(Stored data entries)
Segment Open

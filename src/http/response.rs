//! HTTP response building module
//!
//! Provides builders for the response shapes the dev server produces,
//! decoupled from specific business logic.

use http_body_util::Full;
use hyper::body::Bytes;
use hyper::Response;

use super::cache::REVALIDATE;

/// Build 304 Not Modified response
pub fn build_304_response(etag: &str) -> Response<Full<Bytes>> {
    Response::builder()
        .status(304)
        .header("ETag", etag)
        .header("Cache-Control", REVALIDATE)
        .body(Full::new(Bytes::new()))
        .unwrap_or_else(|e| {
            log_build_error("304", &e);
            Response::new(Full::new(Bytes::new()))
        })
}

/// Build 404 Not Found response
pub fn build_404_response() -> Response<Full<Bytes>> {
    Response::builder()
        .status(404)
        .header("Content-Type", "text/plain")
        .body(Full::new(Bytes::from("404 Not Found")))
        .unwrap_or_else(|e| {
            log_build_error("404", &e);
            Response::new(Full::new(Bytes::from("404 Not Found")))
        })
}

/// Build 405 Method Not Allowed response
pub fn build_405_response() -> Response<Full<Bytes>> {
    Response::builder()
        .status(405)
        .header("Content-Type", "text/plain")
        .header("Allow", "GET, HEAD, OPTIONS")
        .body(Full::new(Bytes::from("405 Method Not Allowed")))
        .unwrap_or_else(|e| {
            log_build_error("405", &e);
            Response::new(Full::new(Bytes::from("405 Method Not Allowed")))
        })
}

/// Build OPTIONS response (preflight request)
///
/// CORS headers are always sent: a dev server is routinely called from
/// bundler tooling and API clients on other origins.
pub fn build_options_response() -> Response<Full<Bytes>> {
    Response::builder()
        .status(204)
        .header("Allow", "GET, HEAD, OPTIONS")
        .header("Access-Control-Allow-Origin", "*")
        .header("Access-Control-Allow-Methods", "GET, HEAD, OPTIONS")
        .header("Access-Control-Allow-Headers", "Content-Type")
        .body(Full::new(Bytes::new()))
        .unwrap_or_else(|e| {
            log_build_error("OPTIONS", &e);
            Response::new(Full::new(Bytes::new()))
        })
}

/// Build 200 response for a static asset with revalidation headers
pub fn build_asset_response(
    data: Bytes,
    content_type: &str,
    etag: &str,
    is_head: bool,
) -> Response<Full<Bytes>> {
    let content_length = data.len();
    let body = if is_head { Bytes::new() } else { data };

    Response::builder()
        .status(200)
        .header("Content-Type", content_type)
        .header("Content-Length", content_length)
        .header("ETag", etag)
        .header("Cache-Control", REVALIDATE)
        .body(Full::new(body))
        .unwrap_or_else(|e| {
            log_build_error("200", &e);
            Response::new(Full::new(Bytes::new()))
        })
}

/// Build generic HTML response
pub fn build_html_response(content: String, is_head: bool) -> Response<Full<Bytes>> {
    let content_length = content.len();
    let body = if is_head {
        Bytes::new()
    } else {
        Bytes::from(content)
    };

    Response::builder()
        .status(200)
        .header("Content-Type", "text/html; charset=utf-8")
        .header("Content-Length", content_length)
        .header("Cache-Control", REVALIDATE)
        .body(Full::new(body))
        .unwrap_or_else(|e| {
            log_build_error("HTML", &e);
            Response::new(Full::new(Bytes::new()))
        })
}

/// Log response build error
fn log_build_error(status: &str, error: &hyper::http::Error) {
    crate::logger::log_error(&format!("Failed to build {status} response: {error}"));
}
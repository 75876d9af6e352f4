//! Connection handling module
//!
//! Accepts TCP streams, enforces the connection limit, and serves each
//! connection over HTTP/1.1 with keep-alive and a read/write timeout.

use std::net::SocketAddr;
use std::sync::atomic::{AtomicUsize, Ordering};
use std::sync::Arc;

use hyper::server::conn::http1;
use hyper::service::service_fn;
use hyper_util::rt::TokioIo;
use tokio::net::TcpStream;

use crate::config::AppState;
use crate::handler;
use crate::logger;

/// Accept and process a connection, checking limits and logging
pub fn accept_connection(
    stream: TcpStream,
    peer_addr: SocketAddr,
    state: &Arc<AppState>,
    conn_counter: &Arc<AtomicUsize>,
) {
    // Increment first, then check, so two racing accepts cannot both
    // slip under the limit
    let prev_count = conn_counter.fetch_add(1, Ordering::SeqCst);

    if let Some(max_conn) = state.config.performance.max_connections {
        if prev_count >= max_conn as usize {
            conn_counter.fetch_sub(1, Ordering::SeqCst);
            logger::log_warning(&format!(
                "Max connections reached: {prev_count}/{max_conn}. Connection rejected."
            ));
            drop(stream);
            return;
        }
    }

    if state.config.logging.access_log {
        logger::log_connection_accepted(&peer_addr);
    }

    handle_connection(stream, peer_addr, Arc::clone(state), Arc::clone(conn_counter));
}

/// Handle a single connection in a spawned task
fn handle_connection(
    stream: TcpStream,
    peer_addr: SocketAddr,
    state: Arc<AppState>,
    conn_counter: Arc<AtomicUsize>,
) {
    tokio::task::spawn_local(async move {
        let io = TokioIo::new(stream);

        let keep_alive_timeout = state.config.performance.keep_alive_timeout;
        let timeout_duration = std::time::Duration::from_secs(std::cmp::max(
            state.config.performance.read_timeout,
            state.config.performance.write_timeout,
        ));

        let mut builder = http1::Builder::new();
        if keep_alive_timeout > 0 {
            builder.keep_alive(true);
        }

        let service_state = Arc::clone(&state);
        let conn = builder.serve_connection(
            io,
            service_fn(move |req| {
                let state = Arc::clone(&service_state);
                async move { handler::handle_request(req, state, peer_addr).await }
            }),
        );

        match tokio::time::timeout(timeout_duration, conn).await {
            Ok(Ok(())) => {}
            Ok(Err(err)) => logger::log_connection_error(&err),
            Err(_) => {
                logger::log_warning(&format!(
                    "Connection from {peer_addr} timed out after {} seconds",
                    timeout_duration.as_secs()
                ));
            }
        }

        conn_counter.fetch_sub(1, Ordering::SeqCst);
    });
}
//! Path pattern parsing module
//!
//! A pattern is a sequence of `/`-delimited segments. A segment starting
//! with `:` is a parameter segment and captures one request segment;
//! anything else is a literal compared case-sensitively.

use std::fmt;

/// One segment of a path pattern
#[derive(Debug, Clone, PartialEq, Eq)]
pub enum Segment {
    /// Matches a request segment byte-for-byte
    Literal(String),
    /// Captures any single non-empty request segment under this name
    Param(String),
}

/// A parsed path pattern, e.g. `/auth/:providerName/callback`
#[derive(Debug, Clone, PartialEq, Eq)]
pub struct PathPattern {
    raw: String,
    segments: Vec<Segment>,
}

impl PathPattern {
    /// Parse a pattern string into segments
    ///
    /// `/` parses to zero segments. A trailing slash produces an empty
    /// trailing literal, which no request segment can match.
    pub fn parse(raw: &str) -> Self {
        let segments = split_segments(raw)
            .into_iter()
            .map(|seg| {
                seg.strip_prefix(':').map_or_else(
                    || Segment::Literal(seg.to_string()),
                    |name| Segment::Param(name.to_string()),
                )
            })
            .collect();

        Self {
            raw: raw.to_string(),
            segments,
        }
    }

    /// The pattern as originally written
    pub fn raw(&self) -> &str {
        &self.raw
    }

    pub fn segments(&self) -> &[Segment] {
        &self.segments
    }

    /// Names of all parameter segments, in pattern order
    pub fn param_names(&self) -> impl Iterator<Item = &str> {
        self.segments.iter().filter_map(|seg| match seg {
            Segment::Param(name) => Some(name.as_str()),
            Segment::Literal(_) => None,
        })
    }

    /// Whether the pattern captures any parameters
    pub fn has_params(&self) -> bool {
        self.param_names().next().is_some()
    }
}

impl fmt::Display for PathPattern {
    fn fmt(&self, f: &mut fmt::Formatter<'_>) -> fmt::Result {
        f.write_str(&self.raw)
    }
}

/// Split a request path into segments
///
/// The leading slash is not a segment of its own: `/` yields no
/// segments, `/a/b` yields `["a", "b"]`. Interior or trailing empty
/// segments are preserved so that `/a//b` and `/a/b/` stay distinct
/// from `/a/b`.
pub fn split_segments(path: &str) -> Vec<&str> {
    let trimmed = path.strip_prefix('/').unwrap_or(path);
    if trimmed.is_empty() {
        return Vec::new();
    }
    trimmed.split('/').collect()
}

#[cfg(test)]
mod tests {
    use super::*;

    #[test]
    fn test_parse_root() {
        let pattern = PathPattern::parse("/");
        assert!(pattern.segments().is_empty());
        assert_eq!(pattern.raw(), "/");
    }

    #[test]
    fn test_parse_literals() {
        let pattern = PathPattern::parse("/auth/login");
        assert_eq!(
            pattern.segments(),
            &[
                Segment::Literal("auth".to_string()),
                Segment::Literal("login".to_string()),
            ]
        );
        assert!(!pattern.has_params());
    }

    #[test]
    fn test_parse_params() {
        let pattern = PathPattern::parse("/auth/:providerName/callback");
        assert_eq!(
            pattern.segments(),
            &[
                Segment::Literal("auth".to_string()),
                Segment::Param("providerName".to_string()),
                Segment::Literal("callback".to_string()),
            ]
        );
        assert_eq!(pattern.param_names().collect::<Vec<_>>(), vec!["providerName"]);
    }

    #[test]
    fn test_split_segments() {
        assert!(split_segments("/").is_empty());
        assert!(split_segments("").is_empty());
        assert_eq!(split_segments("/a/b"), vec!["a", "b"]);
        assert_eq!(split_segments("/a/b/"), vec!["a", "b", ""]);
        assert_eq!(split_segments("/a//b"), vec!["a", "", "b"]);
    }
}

Segment Closed
Segment Open

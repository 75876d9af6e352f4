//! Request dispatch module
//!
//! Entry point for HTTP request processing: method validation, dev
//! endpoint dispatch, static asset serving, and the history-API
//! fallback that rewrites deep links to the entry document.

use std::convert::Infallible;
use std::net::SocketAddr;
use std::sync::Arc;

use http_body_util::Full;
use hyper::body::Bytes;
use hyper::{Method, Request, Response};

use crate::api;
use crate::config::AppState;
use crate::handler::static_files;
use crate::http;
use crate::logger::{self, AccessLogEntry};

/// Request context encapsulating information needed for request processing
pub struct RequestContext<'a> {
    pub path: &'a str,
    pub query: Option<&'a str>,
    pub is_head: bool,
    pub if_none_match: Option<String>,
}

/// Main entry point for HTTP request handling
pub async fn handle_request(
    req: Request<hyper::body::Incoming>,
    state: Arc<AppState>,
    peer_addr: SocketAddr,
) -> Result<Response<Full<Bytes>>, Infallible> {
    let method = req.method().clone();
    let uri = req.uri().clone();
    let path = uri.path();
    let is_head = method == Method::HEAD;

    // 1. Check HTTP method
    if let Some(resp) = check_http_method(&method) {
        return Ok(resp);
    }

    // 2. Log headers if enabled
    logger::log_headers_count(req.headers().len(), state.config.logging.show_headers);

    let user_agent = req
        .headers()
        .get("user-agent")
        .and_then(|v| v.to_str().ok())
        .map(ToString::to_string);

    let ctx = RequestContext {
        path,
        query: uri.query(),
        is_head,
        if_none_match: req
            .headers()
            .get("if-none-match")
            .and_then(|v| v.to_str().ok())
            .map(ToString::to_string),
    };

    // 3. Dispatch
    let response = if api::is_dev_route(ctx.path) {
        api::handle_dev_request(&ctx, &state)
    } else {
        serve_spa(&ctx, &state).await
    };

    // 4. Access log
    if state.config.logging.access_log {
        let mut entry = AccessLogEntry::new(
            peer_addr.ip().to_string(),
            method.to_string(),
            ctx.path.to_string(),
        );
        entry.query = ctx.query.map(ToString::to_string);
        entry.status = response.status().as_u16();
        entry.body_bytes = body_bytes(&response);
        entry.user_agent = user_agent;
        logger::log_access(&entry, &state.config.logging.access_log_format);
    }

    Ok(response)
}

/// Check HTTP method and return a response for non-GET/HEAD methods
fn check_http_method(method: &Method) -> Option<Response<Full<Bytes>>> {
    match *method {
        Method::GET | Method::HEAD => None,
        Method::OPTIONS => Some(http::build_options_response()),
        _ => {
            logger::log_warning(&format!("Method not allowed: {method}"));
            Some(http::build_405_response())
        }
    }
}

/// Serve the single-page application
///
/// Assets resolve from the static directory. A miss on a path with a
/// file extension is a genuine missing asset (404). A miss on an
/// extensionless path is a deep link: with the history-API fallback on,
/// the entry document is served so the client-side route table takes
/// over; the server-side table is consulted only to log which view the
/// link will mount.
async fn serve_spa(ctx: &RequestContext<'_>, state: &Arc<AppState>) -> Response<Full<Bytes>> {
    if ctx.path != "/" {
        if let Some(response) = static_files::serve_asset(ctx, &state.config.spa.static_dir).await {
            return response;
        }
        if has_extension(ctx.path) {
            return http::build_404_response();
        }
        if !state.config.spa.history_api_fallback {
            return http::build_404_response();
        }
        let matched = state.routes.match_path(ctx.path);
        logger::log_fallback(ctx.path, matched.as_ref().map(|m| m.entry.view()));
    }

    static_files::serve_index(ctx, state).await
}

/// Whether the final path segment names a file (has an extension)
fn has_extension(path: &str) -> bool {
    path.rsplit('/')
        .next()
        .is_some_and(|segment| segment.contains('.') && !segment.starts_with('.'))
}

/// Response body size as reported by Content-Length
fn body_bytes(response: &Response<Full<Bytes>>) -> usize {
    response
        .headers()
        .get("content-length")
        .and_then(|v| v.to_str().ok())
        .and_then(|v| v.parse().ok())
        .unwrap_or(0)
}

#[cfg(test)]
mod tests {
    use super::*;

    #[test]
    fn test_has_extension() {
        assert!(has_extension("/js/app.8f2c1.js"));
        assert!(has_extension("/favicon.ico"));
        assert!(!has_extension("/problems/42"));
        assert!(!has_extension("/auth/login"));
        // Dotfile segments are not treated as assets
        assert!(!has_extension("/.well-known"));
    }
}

Segment Closed
Segment Open

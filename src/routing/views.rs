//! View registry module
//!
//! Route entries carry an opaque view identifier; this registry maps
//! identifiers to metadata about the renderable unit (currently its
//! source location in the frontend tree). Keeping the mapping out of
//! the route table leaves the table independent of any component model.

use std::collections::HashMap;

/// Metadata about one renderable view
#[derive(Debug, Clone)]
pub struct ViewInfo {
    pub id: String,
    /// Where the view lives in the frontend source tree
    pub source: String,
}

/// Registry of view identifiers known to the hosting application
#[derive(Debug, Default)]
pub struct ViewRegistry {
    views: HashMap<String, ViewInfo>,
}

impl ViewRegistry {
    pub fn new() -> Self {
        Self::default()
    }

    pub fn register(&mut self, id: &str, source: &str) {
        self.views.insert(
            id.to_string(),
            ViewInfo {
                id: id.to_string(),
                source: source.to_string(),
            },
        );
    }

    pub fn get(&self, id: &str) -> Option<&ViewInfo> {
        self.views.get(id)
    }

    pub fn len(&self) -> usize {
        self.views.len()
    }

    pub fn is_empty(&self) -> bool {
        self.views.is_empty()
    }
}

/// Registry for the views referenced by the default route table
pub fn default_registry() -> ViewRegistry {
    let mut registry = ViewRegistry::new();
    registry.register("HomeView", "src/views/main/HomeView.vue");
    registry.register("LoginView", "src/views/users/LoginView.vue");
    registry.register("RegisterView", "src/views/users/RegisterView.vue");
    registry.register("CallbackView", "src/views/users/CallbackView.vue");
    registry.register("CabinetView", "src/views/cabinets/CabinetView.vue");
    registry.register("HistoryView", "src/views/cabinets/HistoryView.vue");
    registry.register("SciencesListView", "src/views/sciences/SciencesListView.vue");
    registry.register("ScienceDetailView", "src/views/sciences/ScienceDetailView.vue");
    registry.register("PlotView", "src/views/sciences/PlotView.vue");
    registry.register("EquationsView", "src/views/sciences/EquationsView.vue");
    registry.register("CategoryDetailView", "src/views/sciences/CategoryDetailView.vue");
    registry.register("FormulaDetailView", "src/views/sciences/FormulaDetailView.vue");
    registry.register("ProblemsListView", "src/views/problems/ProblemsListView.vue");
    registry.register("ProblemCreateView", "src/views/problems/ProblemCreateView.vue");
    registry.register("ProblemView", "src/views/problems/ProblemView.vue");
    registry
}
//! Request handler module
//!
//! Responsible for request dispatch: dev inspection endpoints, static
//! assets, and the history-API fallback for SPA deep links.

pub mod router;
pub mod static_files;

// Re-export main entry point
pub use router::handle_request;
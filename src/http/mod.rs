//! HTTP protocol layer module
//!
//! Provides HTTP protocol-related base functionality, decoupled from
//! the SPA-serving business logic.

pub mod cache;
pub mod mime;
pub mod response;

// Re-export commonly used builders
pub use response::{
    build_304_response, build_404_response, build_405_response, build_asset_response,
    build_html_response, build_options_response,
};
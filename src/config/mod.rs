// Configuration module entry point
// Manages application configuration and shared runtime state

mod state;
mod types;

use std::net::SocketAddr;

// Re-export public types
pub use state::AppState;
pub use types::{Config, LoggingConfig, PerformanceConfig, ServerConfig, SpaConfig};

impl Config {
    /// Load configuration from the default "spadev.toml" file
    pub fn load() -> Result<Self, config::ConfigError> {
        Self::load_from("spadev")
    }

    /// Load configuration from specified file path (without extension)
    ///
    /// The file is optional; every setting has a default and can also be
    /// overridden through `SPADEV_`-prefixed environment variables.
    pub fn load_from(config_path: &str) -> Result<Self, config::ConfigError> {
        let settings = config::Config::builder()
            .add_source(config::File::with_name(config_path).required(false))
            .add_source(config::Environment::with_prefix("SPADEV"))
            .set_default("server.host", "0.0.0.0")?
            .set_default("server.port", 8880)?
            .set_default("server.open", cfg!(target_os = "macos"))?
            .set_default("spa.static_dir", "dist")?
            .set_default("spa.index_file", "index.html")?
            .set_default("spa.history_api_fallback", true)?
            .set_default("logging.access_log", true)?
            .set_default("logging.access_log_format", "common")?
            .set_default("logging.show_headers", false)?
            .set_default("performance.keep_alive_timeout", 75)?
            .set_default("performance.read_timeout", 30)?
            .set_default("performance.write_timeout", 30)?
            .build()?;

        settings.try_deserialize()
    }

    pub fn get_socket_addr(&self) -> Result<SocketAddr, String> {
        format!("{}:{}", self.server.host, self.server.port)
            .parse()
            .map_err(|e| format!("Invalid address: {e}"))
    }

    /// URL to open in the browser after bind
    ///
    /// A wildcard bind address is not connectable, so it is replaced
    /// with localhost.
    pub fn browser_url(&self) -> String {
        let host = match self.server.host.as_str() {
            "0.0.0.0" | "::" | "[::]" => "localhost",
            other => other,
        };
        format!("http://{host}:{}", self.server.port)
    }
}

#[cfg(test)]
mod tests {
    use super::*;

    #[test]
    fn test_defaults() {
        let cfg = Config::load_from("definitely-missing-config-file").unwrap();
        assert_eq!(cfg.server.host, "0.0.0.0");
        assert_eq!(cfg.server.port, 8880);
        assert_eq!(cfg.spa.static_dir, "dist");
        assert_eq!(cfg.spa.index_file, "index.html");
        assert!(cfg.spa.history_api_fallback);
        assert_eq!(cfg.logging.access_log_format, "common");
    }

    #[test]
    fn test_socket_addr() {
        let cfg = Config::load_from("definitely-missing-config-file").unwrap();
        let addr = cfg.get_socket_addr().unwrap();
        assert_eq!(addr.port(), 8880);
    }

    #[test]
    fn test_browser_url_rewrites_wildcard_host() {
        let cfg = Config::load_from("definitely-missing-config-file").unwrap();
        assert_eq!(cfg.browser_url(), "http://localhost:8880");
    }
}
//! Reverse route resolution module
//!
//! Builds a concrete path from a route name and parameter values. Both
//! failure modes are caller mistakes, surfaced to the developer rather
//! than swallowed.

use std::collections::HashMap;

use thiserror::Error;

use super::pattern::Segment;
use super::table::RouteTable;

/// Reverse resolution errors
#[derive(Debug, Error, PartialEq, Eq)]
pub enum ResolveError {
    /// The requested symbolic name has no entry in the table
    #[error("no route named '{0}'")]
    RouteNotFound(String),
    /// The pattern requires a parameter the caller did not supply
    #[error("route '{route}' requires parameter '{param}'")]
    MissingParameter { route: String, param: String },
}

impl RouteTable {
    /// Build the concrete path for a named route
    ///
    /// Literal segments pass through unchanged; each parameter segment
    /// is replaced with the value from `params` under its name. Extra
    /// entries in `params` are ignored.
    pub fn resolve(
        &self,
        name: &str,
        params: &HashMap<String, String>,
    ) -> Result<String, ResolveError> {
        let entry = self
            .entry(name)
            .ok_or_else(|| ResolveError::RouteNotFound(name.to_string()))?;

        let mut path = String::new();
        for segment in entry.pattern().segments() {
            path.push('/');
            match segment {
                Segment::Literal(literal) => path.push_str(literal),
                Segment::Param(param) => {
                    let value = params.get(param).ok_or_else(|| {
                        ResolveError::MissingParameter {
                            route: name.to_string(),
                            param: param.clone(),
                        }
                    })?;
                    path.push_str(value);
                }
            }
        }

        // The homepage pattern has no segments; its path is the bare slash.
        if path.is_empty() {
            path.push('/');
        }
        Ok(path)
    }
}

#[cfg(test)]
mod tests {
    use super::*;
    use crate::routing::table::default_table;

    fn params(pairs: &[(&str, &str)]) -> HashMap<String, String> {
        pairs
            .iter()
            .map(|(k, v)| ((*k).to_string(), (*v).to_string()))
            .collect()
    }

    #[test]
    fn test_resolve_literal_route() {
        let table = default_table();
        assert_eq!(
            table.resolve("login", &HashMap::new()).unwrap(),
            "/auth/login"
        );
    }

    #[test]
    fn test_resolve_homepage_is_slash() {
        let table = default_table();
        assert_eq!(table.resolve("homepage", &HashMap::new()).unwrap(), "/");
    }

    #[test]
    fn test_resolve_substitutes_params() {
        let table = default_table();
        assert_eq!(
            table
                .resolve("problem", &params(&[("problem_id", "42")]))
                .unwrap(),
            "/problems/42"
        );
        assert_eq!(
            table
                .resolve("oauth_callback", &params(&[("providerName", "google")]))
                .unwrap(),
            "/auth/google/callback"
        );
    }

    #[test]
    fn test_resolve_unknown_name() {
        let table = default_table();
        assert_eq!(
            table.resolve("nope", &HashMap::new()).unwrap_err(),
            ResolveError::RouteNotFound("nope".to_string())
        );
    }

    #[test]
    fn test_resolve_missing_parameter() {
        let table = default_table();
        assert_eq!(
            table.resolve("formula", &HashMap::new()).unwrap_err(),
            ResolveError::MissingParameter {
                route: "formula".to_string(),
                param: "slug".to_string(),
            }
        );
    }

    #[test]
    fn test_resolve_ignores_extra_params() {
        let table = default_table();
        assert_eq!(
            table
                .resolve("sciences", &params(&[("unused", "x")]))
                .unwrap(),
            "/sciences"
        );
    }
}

Segment Closed

- Work to complete:
Output the lines above between the one holding "filename src/http/response.rs" and the one holding "pub fn build_304_response(etag: &str)", inclusive, with nothing before or after them.

- Exercise result:
filename src/http/response.rs
//! HTTP response building module
//!
//! Provides builders for the response shapes the dev server produces,
//! decoupled from specific business logic.

use http_body_util::Full;
use hyper::body::Bytes;
use hyper::Response;

use super::cache::REVALIDATE;

/// Build 304 Not Modified response
pub fn build_304_response(etag: &str) -> Response<Full<Bytes>> {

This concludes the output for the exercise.